BEGIN

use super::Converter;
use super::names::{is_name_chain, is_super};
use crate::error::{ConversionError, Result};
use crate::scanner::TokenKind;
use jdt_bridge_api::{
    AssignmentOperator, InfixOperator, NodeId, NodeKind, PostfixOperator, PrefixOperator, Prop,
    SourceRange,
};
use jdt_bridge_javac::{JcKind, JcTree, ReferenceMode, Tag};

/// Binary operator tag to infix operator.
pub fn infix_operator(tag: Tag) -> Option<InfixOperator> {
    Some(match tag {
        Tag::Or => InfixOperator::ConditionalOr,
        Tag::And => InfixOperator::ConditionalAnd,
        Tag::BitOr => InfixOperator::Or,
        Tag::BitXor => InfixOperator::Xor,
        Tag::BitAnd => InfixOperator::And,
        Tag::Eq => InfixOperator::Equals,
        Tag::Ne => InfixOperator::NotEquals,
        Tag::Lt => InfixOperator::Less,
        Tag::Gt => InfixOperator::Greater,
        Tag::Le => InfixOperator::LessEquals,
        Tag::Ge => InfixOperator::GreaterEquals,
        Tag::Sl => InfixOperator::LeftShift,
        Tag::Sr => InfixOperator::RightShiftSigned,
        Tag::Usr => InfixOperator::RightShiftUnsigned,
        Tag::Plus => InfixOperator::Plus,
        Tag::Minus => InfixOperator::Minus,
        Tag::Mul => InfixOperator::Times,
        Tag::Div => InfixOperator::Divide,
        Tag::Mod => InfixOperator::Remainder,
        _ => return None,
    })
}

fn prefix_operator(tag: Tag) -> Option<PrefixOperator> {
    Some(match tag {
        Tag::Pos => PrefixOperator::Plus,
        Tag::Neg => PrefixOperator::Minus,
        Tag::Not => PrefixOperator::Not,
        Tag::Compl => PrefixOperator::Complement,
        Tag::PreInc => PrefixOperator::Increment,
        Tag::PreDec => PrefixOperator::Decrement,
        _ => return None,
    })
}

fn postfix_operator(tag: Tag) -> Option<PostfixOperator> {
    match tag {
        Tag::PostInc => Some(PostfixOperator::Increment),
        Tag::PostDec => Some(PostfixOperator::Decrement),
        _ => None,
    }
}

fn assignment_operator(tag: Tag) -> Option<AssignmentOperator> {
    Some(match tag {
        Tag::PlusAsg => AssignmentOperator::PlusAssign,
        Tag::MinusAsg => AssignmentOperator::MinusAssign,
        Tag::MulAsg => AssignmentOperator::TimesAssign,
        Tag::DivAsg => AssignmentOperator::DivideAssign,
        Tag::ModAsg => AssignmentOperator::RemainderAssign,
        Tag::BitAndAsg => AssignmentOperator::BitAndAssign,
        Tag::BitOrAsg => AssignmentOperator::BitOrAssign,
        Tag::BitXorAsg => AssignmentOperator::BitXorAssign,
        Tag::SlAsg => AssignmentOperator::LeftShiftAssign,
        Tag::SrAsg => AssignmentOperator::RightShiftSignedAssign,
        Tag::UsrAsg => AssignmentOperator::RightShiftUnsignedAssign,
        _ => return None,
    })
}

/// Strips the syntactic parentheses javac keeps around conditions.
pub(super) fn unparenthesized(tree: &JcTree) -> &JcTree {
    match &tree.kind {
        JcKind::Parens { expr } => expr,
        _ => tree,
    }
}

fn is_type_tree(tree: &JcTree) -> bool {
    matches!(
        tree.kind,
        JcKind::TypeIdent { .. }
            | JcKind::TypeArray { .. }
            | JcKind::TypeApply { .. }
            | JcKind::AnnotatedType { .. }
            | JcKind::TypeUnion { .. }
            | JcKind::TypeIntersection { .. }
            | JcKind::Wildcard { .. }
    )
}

END

Each line from the top of the records above through the line containing "to infix operator." needs to be transcribed exactly, and no line after it.

use super::Converter;
use super::names::{is_name_chain, is_super};
use crate::error::{ConversionError, Result};
use crate::scanner::TokenKind;
use jdt_bridge_api::{
    AssignmentOperator, InfixOperator, NodeId, NodeKind, PostfixOperator, PrefixOperator, Prop,
    SourceRange,
};
use jdt_bridge_javac::{JcKind, JcTree, ReferenceMode, Tag};

/// Binary operator tag to infix operator.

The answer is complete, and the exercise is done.